=== SUPPLIED DATA ===
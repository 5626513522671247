//! Resource types served by the JSON API.
//!
//! Field names follow the API's camelCase JSON.

use crate::entity::{EntityId, Resource};
use crate::repository::Materialize;
use serde::{Deserialize, Serialize};

#[derive(Clone, Debug, Default, PartialEq, Serialize, Deserialize)]
pub struct Geo {
    pub lat: String,
    pub lng: String,
}

#[derive(Clone, Debug, Default, PartialEq, Serialize, Deserialize)]
pub struct Address {
    pub street: String,
    pub suite: String,
    pub city: String,
    pub zipcode: String,
    pub geo: Geo,
}

#[derive(Clone, Debug, Default, PartialEq, Serialize, Deserialize)]
#[serde(rename_all = "camelCase")]
pub struct Company {
    pub name: String,
    pub catch_phrase: String,
    pub bs: String,
}

#[derive(Clone, Debug, PartialEq, Serialize, Deserialize)]
pub struct User {
    pub id: EntityId,
    pub name: String,
    pub username: String,
    pub email: String,
    pub address: Address,
    pub phone: String,
    pub website: String,
    pub company: Company,
}

/// Fields of a user to be created; the server assigns the id.
#[derive(Clone, Debug, Default, PartialEq, Serialize, Deserialize)]
pub struct UserDraft {
    pub name: String,
    pub username: String,
    pub email: String,
    pub address: Address,
    pub phone: String,
    pub website: String,
    pub company: Company,
}

/// Partial user update. Unset fields are left out of the request body.
#[derive(Clone, Debug, Default, PartialEq, Serialize, Deserialize)]
pub struct UserPatch {
    #[serde(skip_serializing_if = "Option::is_none")]
    pub name: Option<String>,
    #[serde(skip_serializing_if = "Option::is_none")]
    pub username: Option<String>,
    #[serde(skip_serializing_if = "Option::is_none")]
    pub email: Option<String>,
    #[serde(skip_serializing_if = "Option::is_none")]
    pub address: Option<Address>,
    #[serde(skip_serializing_if = "Option::is_none")]
    pub phone: Option<String>,
    #[serde(skip_serializing_if = "Option::is_none")]
    pub website: Option<String>,
    #[serde(skip_serializing_if = "Option::is_none")]
    pub company: Option<Company>,
}

impl Resource for User {
    type Draft = UserDraft;
    type Patch = UserPatch;

    fn id(&self) -> EntityId {
        self.id
    }

    fn resource_name() -> &'static str {
        "user"
    }
}

impl Materialize for User {
    fn from_draft(id: EntityId, draft: UserDraft) -> Self {
        User {
            id,
            name: draft.name,
            username: draft.username,
            email: draft.email,
            address: draft.address,
            phone: draft.phone,
            website: draft.website,
            company: draft.company,
        }
    }

    fn apply_patch(&self, patch: UserPatch) -> Self {
        let current = self.clone();
        User {
            id: current.id,
            name: patch.name.unwrap_or(current.name),
            username: patch.username.unwrap_or(current.username),
            email: patch.email.unwrap_or(current.email),
            address: patch.address.unwrap_or(current.address),
            phone: patch.phone.unwrap_or(current.phone),
            website: patch.website.unwrap_or(current.website),
            company: patch.company.unwrap_or(current.company),
        }
    }
}

#[derive(Clone, Debug, PartialEq, Serialize, Deserialize)]
#[serde(rename_all = "camelCase")]
pub struct Post {
    pub user_id: EntityId,
    pub id: EntityId,
    pub title: String,
    pub body: String,
}

#[derive(Clone, Debug, Default, PartialEq, Serialize, Deserialize)]
#[serde(rename_all = "camelCase")]
pub struct PostDraft {
    pub user_id: EntityId,
    pub title: String,
    pub body: String,
}

impl Resource for Post {
    type Draft = PostDraft;
    type Patch = PostDraft;

    fn id(&self) -> EntityId {
        self.id
    }

    fn resource_name() -> &'static str {
        "post"
    }
}

#[derive(Clone, Debug, PartialEq, Serialize, Deserialize)]
#[serde(rename_all = "camelCase")]
pub struct Comment {
    pub post_id: EntityId,
    pub id: EntityId,
    pub name: String,
    pub email: String,
    pub body: String,
}

#[derive(Clone, Debug, Default, PartialEq, Serialize, Deserialize)]
#[serde(rename_all = "camelCase")]
pub struct CommentDraft {
    pub post_id: EntityId,
    pub name: String,
    pub email: String,
    pub body: String,
}

impl Resource for Comment {
    type Draft = CommentDraft;
    type Patch = CommentDraft;

    fn id(&self) -> EntityId {
        self.id
    }

    fn resource_name() -> &'static str {
        "comment"
    }
}
//! Resource services over the JSON API.
//!
//! Reads go through the [`CacheExpander`] under the canonical cache keys;
//! writes hit the API directly and drop the cached entries they make stale.

use crate::api::{endpoints, ApiClient};
use crate::backend::StorageBackend;
use crate::config::Settings;
use crate::connectivity::ConnectivityMonitor;
use crate::entity::EntityId;
use crate::error::Result;
use crate::expander::{CacheExpander, OperationConfig};
use crate::key::CacheKeyBuilder;
use crate::models::{Comment, Post, User, UserDraft, UserPatch};
use crate::observability::TtlPolicy;
use crate::repository::CrudRepository;
use crate::store::CacheStore;
use serde::de::DeserializeOwned;
use serde::Serialize;

/// Cached `GET path`, stored under `key`.
async fn cached_get<B, T>(
    api: &ApiClient,
    cache: &CacheExpander<B>,
    key: &str,
    path: String,
    config: OperationConfig,
) -> Result<T>
where
    B: StorageBackend,
    T: Serialize + DeserializeOwned + Send + 'static,
{
    let api = api.clone();
    cache
        .with_cache(key, move || async move { api.get::<T>(&path).await }, config)
        .await
}

/// Users: cached reads, direct writes.
#[derive(Clone)]
pub struct UserService<B: StorageBackend> {
    api: ApiClient,
    cache: CacheExpander<B>,
}

impl<B: StorageBackend> UserService<B> {
    pub fn new(api: ApiClient, cache: CacheExpander<B>) -> Self {
        UserService { api, cache }
    }

    /// All users, cached under `users`.
    pub async fn get_all(&self, config: OperationConfig) -> Result<Vec<User>> {
        cached_get(
            &self.api,
            &self.cache,
            &CacheKeyBuilder::collection::<User>(),
            endpoints::USERS.to_string(),
            config,
        )
        .await
    }

    /// One user, cached under `user_{id}`.
    pub async fn get_by_id(&self, id: EntityId, config: OperationConfig) -> Result<User> {
        cached_get(
            &self.api,
            &self.cache,
            &CacheKeyBuilder::item::<User>(id),
            endpoints::user(id),
            config,
        )
        .await
    }

    /// Create a user. A successful write drops the cached `users` list.
    pub async fn create(&self, draft: &UserDraft) -> Result<User> {
        let created: User = self.api.post(endpoints::USERS, draft).await?;
        self.invalidate(None);
        Ok(created)
    }

    /// Update a user. A successful write drops `users` and `user_{id}`.
    pub async fn update(&self, id: EntityId, patch: &UserPatch) -> Result<User> {
        let updated: User = self.api.put(&endpoints::user(id), patch).await?;
        self.invalidate(Some(id));
        Ok(updated)
    }

    /// Delete a user. A successful write drops `users` and `user_{id}`.
    pub async fn delete(&self, id: EntityId) -> Result<()> {
        self.api.delete(&endpoints::user(id)).await?;
        self.invalidate(Some(id));
        Ok(())
    }

    fn invalidate(&self, id: Option<EntityId>) {
        let store = self.cache.store();
        store.remove(&CacheKeyBuilder::collection::<User>());
        if let Some(id) = id {
            store.remove(&CacheKeyBuilder::item::<User>(id));
        }
        debug!("Invalidated cached users after write");
    }

    /// All four operations bound for a [`ResourceController`](crate::ResourceController).
    ///
    /// `list` goes through the cache with the default configuration.
    pub fn bindings(&self) -> CrudRepository<User> {
        let list = self.clone();
        let create = self.clone();
        let update = self.clone();
        let delete = self.clone();

        CrudRepository::new()
            .with_list(move || {
                let service = list.clone();
                async move { service.get_all(OperationConfig::default()).await }
            })
            .with_create(move |draft| {
                let service = create.clone();
                async move { service.create(&draft).await }
            })
            .with_update(move |id, patch| {
                let service = update.clone();
                async move { service.update(id, &patch).await }
            })
            .with_delete(move |id| {
                let service = delete.clone();
                async move { service.delete(id).await }
            })
    }
}

/// Posts, read per user.
#[derive(Clone)]
pub struct PostService<B: StorageBackend> {
    api: ApiClient,
    cache: CacheExpander<B>,
}

impl<B: StorageBackend> PostService<B> {
    pub fn new(api: ApiClient, cache: CacheExpander<B>) -> Self {
        PostService { api, cache }
    }

    /// Posts written by `user_id`, cached under `posts_user_{id}`.
    pub async fn get_by_user_id(
        &self,
        user_id: EntityId,
        config: OperationConfig,
    ) -> Result<Vec<Post>> {
        cached_get(
            &self.api,
            &self.cache,
            &CacheKeyBuilder::children::<Post, User>(user_id),
            endpoints::posts_by_user(user_id),
            config,
        )
        .await
    }

    /// Read-only bindings listing the posts of `user_id`.
    pub fn bindings_for_user(&self, user_id: EntityId) -> CrudRepository<Post> {
        let service = self.clone();
        CrudRepository::new().with_list(move || {
            let service = service.clone();
            async move {
                service
                    .get_by_user_id(user_id, OperationConfig::default())
                    .await
            }
        })
    }
}

/// Comments, read per post.
#[derive(Clone)]
pub struct CommentService<B: StorageBackend> {
    api: ApiClient,
    cache: CacheExpander<B>,
}

impl<B: StorageBackend> CommentService<B> {
    pub fn new(api: ApiClient, cache: CacheExpander<B>) -> Self {
        CommentService { api, cache }
    }

    /// Comments on `post_id`, cached under `comments_post_{id}`.
    pub async fn get_by_post_id(
        &self,
        post_id: EntityId,
        config: OperationConfig,
    ) -> Result<Vec<Comment>> {
        cached_get(
            &self.api,
            &self.cache,
            &CacheKeyBuilder::children::<Comment, Post>(post_id),
            endpoints::comments_by_post(post_id),
            config,
        )
        .await
    }

    /// Read-only bindings listing the comments of `post_id`.
    pub fn bindings_for_post(&self, post_id: EntityId) -> CrudRepository<Comment> {
        let service = self.clone();
        CrudRepository::new().with_list(move || {
            let service = service.clone();
            async move {
                service
                    .get_by_post_id(post_id, OperationConfig::default())
                    .await
            }
        })
    }
}

/// The three services over one API client and one cache.
#[derive(Clone)]
pub struct Services<B: StorageBackend> {
    pub users: UserService<B>,
    pub posts: PostService<B>,
    pub comments: CommentService<B>,
}

impl<B: StorageBackend> Services<B> {
    pub fn new(api: ApiClient, cache: CacheExpander<B>) -> Self {
        Services {
            users: UserService::new(api.clone(), cache.clone()),
            posts: PostService::new(api.clone(), cache.clone()),
            comments: CommentService::new(api, cache),
        }
    }

    /// HTTP services over `backend`, using the settings' base URL, key prefix and TTL.
    pub fn from_settings(
        settings: &Settings,
        backend: B,
        connectivity: ConnectivityMonitor,
    ) -> Result<Self> {
        let api = ApiClient::from_settings(settings)?;
        let store = CacheStore::new(backend)
            .with_prefix(&settings.cache_prefix)
            .with_default_ttl(settings.default_ttl());
        let cache = CacheExpander::new(store, connectivity)
            .with_ttl_policy(TtlPolicy::Fixed(settings.default_ttl()));
        Ok(Self::new(api, cache))
    }
}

=== PROBLEM TO SOLVE ===
How many lines of the listing contain "impl"? Say only that number.

=== ANSWER TO THE EXERCISE ===
8